You just don’t want to cook or eat acidic foods out of an unlined
copper container. Over time one may develop some issues.

Have fun and make lots of jewelry.
Jo Haemer
www.timothywgreen.com


#7

First off, why wouldn’t they be safe to wear? If someone likes the
look but reacts to copper they can wear the chain on top of
clothing. I do very little silver work anymore because my copper
sells sooooo much better.

The problem I see with what you’re talking about is that they would
break easily. I hand make all of my chains. Along with my pendants
they have become like a trademark of my style. However, I solder
every link. If I’m doing a rough, primitive look, I let the solder
show and don’t pickle the red away. If I want a more polished look, I
pickle, polish, and plate the chain with copper. Sometimes I use
lacquer on the focal part of a pendant, but frequently I leave just
bare copper. With no sealer on the copper, the copper will darken in
time. Many times my customers prefer that look, but if they decide
they want to brighten it all they have todo is to soak the piece in
lemon or lime juice then rub it with salt using their lemon wetted
fingers. This last month 75% of my business has come from repeat
customers. They have all had a good experience with this finishing
and they come back for more.

Dick


#8

Hi Sandra,

Have been fooling around with copper wire and making some chains
that are copies of those I've made in silver- but with all cold
connections, no soldering. Anyone know if these are safe to wear?
I checked the archives and couldn't get a clear answer. 

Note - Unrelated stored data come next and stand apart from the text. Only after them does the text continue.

//! Human-readable descriptions of failed matches.

use serde_json::Value;
use similar::{ChangeTag, TextDiff};
use std::fmt::{Display, Write};

use crate::matcher::Matcher;

const PREDICATE_MISMATCH: &str = "doesn't match function matcher";

/// Describe why `actual` failed `expected` on one dimension.
///
/// Produces `"<method> <url> <dimension> differ\n<diff>"`, where the diff is a
/// line diff of the pretty-printed JSON values. Predicates cannot be diffed
/// and get a fixed message instead.
pub fn describe(
    dimension: impl Display,
    method: impl Display,
    url: &str,
    expected: &Matcher,
    actual: &Value,
) -> String {
    let difference = match expected {
        Matcher::Predicate(_) => PREDICATE_MISMATCH.to_string(),
        Matcher::Exact(value) => json_diff(value, actual),
    };
    format!("{method} {url} {dimension} differ\n{difference}")
}

/// Line diff between two JSON values, `-` for expected and `+` for received.
pub fn json_diff(expected: &Value, actual: &Value) -> String {
    let expected = pretty(expected);
    let actual = pretty(actual);

    let mut out = String::from("- Expected\n+ Received\n\n");
    let diff = TextDiff::from_lines(&expected, &actual);
    for change in diff.iter_all_changes() {
        let sign = match change.tag() {
            ChangeTag::Delete => "-",
            ChangeTag::Insert => "+",
            ChangeTag::Equal => " ",
        };
        let _ = write!(out, "{sign} {}", change.value());
        if change.missing_newline() {
            out.push('\n');
        }
    }
    out.truncate(out.trim_end_matches('\n').len());
    out
}

fn pretty(value: &Value) -> String {
    serde_json::to_string_pretty(value).unwrap_or_else(|_| value.to_string())
}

I’m not sure what you mean by ‘safe to wear’.

If you mean how probable is that the links will open & the chain
will come apart, it depends. It depends on the size of the wire & the
link & the hardness of the wire used to make the links. If it’s a
light gauge wire & a soft temper wire the links will open easier than
if made with larger, harder temper wire.

Dave


#9

Elaine: You may be confusing copper with nickle. Nickle is
considered to be toxic for some people against their skin.

Ruth Mary


#10

Some further thoughts for you all,

Copper is lovely, and relatively cheap, so you can use lots of it.
you dont mention what thickness of wire you use, but dont be afraid
to use 1/8in thick or even more.

At that thickness, it will be firm enough not to need each joint to
be brazed.

to take this thread somewhat further, find your nearest welding
supplier,and ask for somed samples of 10% aluminium bronze brazing
rod.

comes in 1/16th in and 1/8 in thickness.

its a lovely yellow colour and because of its ali content, hardly
oxidises at all. even on a salty skin.

whilst there also ask for some 316 stainless welding rod. thats a
lovely white colour, and will NOT tarish.

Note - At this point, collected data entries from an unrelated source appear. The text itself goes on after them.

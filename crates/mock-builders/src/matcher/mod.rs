//! Matcher system for mock request handlers.
//!
//! A matcher describes the expected shape of one request dimension (headers,
//! search parameters, body or GraphQL variables), either as a literal JSON
//! value or as a predicate function.
//!
//! # Module Structure
//!
//! - `evaluate` - `Matcher`, comparison modes and dimensions
//! - `deep_equals` - Deep equality, containment and key normalization
//! - `set` - `MatcherSet`, the matchers declared for one handler

mod deep_equals;
mod evaluate;
mod set;

pub use deep_equals::{is_equal, is_match, lowercase_keys, parse_query_string};
pub(crate) use deep_equals::parse_form_pairs;
pub use evaluate::{evaluate, Dimension, MatchMode, Matcher, MatcherFn};
pub use set::MatcherSet;
//! Error types for handler construction and request resolution.
//!
//! A request that simply does not satisfy a matcher is not an error: handlers
//! report it as [`MatchOutcome::NoMatch`](crate::handler::MatchOutcome). The
//! variants here cover caller misconfiguration and malformed request payloads.

use crate::graphql::OperationKind;

/// Errors raised while building handlers or resolving a request against one.
#[derive(Debug, thiserror::Error)]
pub enum BuilderError {
    #[error("{0} not found in document")]
    OperationNotFound(OperationKind),

    #[error("{0} document has no name")]
    UnnamedOperation(OperationKind),

    #[error("Invalid GraphQL document: {0}")]
    InvalidDocument(String),

    #[error("Invalid URL pattern '{pattern}': {source}")]
    InvalidUrlPattern {
        pattern: String,
        #[source]
        source: regex::Error,
    },

    #[error("Invalid URI: {0}")]
    InvalidUri(#[from] hyper::http::uri::InvalidUri),

    #[error("Failed to decode JSON body: {0}")]
    Json(#[from] serde_json::Error),

    #[error("Failed to decode form data: {0}")]
    Form(#[from] multer::Error),

    #[error("Failed to read body: {0}")]
    Body(String),
}

pub type Result<T, E = BuilderError> = std::result::Result<T, E>;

have a go, its all lovely metal to work with.

For wire thats as near as you can get to a true bronze, find a
spring maker. He will tell you where you can get phospor bronze wire,
ie 7% tin /copper.

thats a lovely pink colour. also good for all sorts of Jewellry. to
find bronze sheet is allmost impossible. tho I get 1in dia salt water
condenser tube. called Kunifer 10, I slit it length wise,open it out
then ive sheet 3in wide and up to 36in long.!!

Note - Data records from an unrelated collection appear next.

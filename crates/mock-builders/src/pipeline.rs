//! Per-request resolution pipeline.
//!
//! Checks run in a fixed order and stop at the first failing dimension:
//! headers, then search parameters, then body (REST) or variables (GraphQL).
//! Only the first failure is logged. The body is decoded last and only when a
//! body matcher is declared.

use serde_json::Value;

use crate::body::extract_body_content;
use crate::debug::DebugLog;
use crate::diff::describe;
use crate::error::Result;
use crate::matcher::{evaluate, lowercase_keys, Dimension, Matcher, MatcherSet};
use crate::request::MockRequest;

/// Resolution of one request against one handler's matchers.
pub struct Resolution<'a> {
    logger: &'a dyn DebugLog,
    /// REST method or GraphQL operation kind, as shown in diagnostics
    label: String,
    /// Handler URL or GraphQL operation name, as shown in diagnostics
    target: &'a str,
}

impl<'a> Resolution<'a> {
    pub fn new(logger: &'a dyn DebugLog, label: impl Into<String>, target: &'a str) -> Self {
        Resolution {
            logger,
            label: label.into(),
            target,
        }
    }

    /// Evaluate one dimension, logging a diff on failure.
    pub fn check(&self, dimension: Dimension, matcher: Option<&Matcher>, actual: &Value) -> bool {
        if evaluate(matcher, dimension.mode(), actual) {
            return true;
        }
        if let Some(expected) = matcher {
            self.logger.log_with(&|| {
                describe(dimension, &self.label, self.target, expected, actual)
            });
        }
        false
    }

    fn check_headers(&self, matcher: Option<&Matcher>, request: &MockRequest) -> bool {
        let Some(matcher) = matcher else {
            return true;
        };
        let actual = lowercase_keys(&request.header_entries());
        self.check(
            Dimension::Headers,
            Some(&matcher.with_lowercase_keys()),
            &actual,
        )
    }

    /// Run headers, search parameters and body checks for a REST request.
    pub async fn check_rest(&self, matchers: &MatcherSet, request: &MockRequest) -> Result<bool> {
        if !self.check_headers(matchers.headers.as_ref(), request) {
            return Ok(false);
        }

        if !self.check(
            Dimension::SearchParams,
            matchers.search_params.as_ref(),
            &request.search_params(),
        ) {
            return Ok(false);
        }

        if let Some(body) = matchers.body.as_ref() {
            let actual = extract_body_content(request).await?;
            if !self.check(Dimension::Body, Some(body), &actual) {
                return Ok(false);
            }
        }

        Ok(true)
    }

    /// Run headers and variables checks for a GraphQL operation.
    pub fn check_operation(
        &self,
        matchers: &MatcherSet,
        request: &MockRequest,
        variables: &Value,
    ) -> bool {
        self.check_headers(matchers.headers.as_ref(), request)
            && self.check(
                Dimension::Variables,
                matchers.get(Dimension::Variables),
                variables,
            )
    }
}

#[cfg(test)]
mod tests {
    use super::*;
    use crate::debug::NullLogger;
    use serde_json::json;
    use std::sync::Mutex;

    #[derive(Default)]
    struct Recorder(Mutex<Vec<String>>);

    impl DebugLog for Recorder {
        fn log(&self, message: &str) {
            self.0.lock().unwrap().push(message.to_string());
        }
    }

    impl Recorder {
        fn messages(&self) -> Vec<String> {
            self.0.lock().unwrap().clone()
        }
    }

    const URL: &str = "https://www.example.org/test";

    fn request() -> MockRequest {
        MockRequest::post("https://www.example.org/test?id=id-123")
            .unwrap()
            .with_header("AUTH", "token-123")
            .with_header("user-agent", "node-fetch/1.0")
            .with_json(&json!({"input": "Daniel"}))
    }

    #[tokio::test]
    async fn test_all_dimensions_pass() {
        let matchers = MatcherSet::new()
            .headers(json!({"Auth": "token-123"}))
            .search_params(json!({"id": "id-123"}))
            .body(json!({"input": "Daniel"}));

        let resolution = Resolution::new(&NullLogger, "POST", URL);
        assert!(resolution.check_rest(&matchers, &request()).await.unwrap());
    }

    #[tokio::test]
    async fn test_first_failure_short_circuits() {
        let logger = Recorder::default();
        let matchers = MatcherSet::new()
            .headers(json!({"auth": "other"}))
            .body(json!({"input": "Someone else"}));

        let resolution = Resolution::new(&logger, "POST", URL);
        assert!(!resolution.check_rest(&matchers, &request()).await.unwrap());

        let messages = logger.messages();
        assert_eq!(messages.len(), 1);
        assert!(messages[0].starts_with("POST https://www.example.org/test headers differ"));
    }

    #[tokio::test]
    async fn test_search_params_are_exact() {
        let logger = Recorder::default();
        let matchers = MatcherSet::new().search_params(json!({}));

        let resolution = Resolution::new(&logger, "POST", URL);
        assert!(!resolution.check_rest(&matchers, &request()).await.unwrap());
        assert!(logger.messages()[0].contains("searchParams differ"));
    }

    #[tokio::test]
    async fn test_body_not_decoded_without_matcher() {
        // Malformed JSON is never read when no body matcher is declared
        let request = MockRequest::post(URL)
            .unwrap()
            .with_header("Content-Type", "application/json")
            .with_body("{broken");

        let resolution = Resolution::new(&NullLogger, "POST", URL);
        assert!(resolution
            .check_rest(&MatcherSet::new(), &request)
            .await
            .unwrap());

        let with_body = MatcherSet::new().body(json!({}));
        assert!(resolution.check_rest(&with_body, &request).await.is_err());
    }

    #[test]
    fn test_predicate_failure_message() {
        let logger = Recorder::default();
        let matchers = MatcherSet::for_operation(None, Matcher::predicate(|_| false));

        let resolution = Resolution::new(&logger, "query", "hello");
        assert!(!resolution.check_operation(&matchers, &request(), &json!({})));
        assert_eq!(
            logger.messages(),
            vec!["query hello variables differ\ndoesn't match function matcher".to_string()]
        );
    }

    #[test]
    fn test_operation_variables() {
        let matchers = MatcherSet::for_operation(
            Some(Matcher::exact(json!({"auth": "token-123"}))),
            Matcher::exact(json!({"id": "user-123"})),
        );
        let resolution = Resolution::new(&NullLogger, "query", "hello");

        assert!(resolution.check_operation(&matchers, &request(), &json!({"id": "user-123"})));
        assert!(!resolution.check_operation(&matchers, &request(), &json!({"id": "user-xyz"})));
    }
}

Needs must, the devil drives.

Ted
in Dorset
UK.


#11

Thanks all for your really helpful ( and encouraging) I
can see that the real problem is making sure the edges of the links
are smooth and will not scratch or catch in clothing. The copper wire
takes nicely to tumbling in steel shot and a little burnishing
liquid–smoothing and hardening the links.

Sandra
Elegant Insects Jewelry


#12

A member of another list I’m on says, that she started taking Vitamin
D and her skin stopped turning green from the copper. I haven’t tried
it, I like the look of copper, but I haven’t made much from it but
I’m leaning in that direction.

Vicki K, SoCal


#13

Rio Grande Jewelry sells bronze wire. It’s possible to make a chain
free of dangling ends. Each link would be as follows: 1) 3 loops of
overlapping wire in the form of a clover, 2) a bead 3) one loop
perpendicular to the clover going inside the clover of the next
link. This is a delicate -looking, but sturdy chain. In size 20
bronze wire, it’s stable.


#14

Hi Sally,

I am interested in your description of this chain. Can you post or
send me an email off list with an image of this? It sounds very nice.